WHAT THE TASK ASKS »
All records are to be retyped faithfully and completely.
━━━ MATERIAL SUPPLIED ━━━
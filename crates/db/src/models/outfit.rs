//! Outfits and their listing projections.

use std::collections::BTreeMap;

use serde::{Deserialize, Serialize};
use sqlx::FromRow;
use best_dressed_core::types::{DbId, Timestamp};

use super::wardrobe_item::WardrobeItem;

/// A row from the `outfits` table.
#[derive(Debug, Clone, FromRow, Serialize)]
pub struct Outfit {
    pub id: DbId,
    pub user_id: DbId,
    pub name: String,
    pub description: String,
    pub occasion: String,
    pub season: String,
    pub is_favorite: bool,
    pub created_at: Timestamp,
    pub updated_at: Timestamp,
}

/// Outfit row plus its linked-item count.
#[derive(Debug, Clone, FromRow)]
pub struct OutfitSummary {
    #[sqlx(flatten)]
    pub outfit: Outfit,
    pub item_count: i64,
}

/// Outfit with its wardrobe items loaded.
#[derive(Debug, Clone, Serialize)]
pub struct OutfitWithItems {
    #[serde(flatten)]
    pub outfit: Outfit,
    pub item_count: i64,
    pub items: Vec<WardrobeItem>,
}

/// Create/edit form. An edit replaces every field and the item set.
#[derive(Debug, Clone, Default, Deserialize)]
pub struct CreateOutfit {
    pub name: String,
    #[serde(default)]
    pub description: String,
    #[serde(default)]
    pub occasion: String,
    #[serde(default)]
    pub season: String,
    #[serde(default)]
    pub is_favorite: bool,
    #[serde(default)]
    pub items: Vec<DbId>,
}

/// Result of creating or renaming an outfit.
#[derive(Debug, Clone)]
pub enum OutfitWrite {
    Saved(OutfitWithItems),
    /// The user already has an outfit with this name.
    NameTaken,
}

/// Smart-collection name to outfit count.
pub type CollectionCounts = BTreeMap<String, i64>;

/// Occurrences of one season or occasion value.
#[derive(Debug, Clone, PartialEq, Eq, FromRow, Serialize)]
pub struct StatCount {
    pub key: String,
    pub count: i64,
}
━━━
EXERCISE SOLUTION »
filename crates/db/src/models/outfit.rs
//! Outfits and their listing projections.

use std::collections::BTreeMap;

use serde::{Deserialize, Serialize};
use sqlx::FromRow;
use best_dressed_core::types::{DbId, Timestamp};

use super::wardrobe_item::WardrobeItem;

/// A row from the `outfits` table.
#[derive(Debug, Clone, FromRow, Serialize)]
pub struct Outfit {
    pub id: DbId,
    pub user_id: DbId,
    pub name: String,
    pub description: String,
    pub occasion: String,
    pub season: String,
    pub is_favorite: bool,
    pub created_at: Timestamp,
    pub updated_at: Timestamp,
}

/// Outfit row plus its linked-item count.
#[derive(Debug, Clone, FromRow)]
pub struct OutfitSummary {
    #[sqlx(flatten)]
    pub outfit: Outfit,
    pub item_count: i64,
}

/// Outfit with its wardrobe items loaded.
#[derive(Debug, Clone, Serialize)]
pub struct OutfitWithItems {
    #[serde(flatten)]
    pub outfit: Outfit,
    pub item_count: i64,
    pub items: Vec<WardrobeItem>,
}

/// Create/edit form. An edit replaces every field and the item set.
#[derive(Debug, Clone, Default, Deserialize)]
pub struct CreateOutfit {
    pub name: String,
    #[serde(default)]
    pub description: String,
    #[serde(default)]
    pub occasion: String,
    #[serde(default)]
    pub season: String,
    #[serde(default)]
    pub is_favorite: bool,
    #[serde(default)]
    pub items: Vec<DbId>,
}

/// Result of creating or renaming an outfit.
#[derive(Debug, Clone)]
pub enum OutfitWrite {
    Saved(OutfitWithItems),
    /// The user already has an outfit with this name.
    NameTaken,
}

/// Smart-collection name to outfit count.
pub type CollectionCounts = BTreeMap<String, i64>;

/// Occurrences of one season or occasion value.
#[derive(Debug, Clone, PartialEq, Eq, FromRow, Serialize)]
pub struct StatCount {
    pub key: String,
    pub count: i64,
}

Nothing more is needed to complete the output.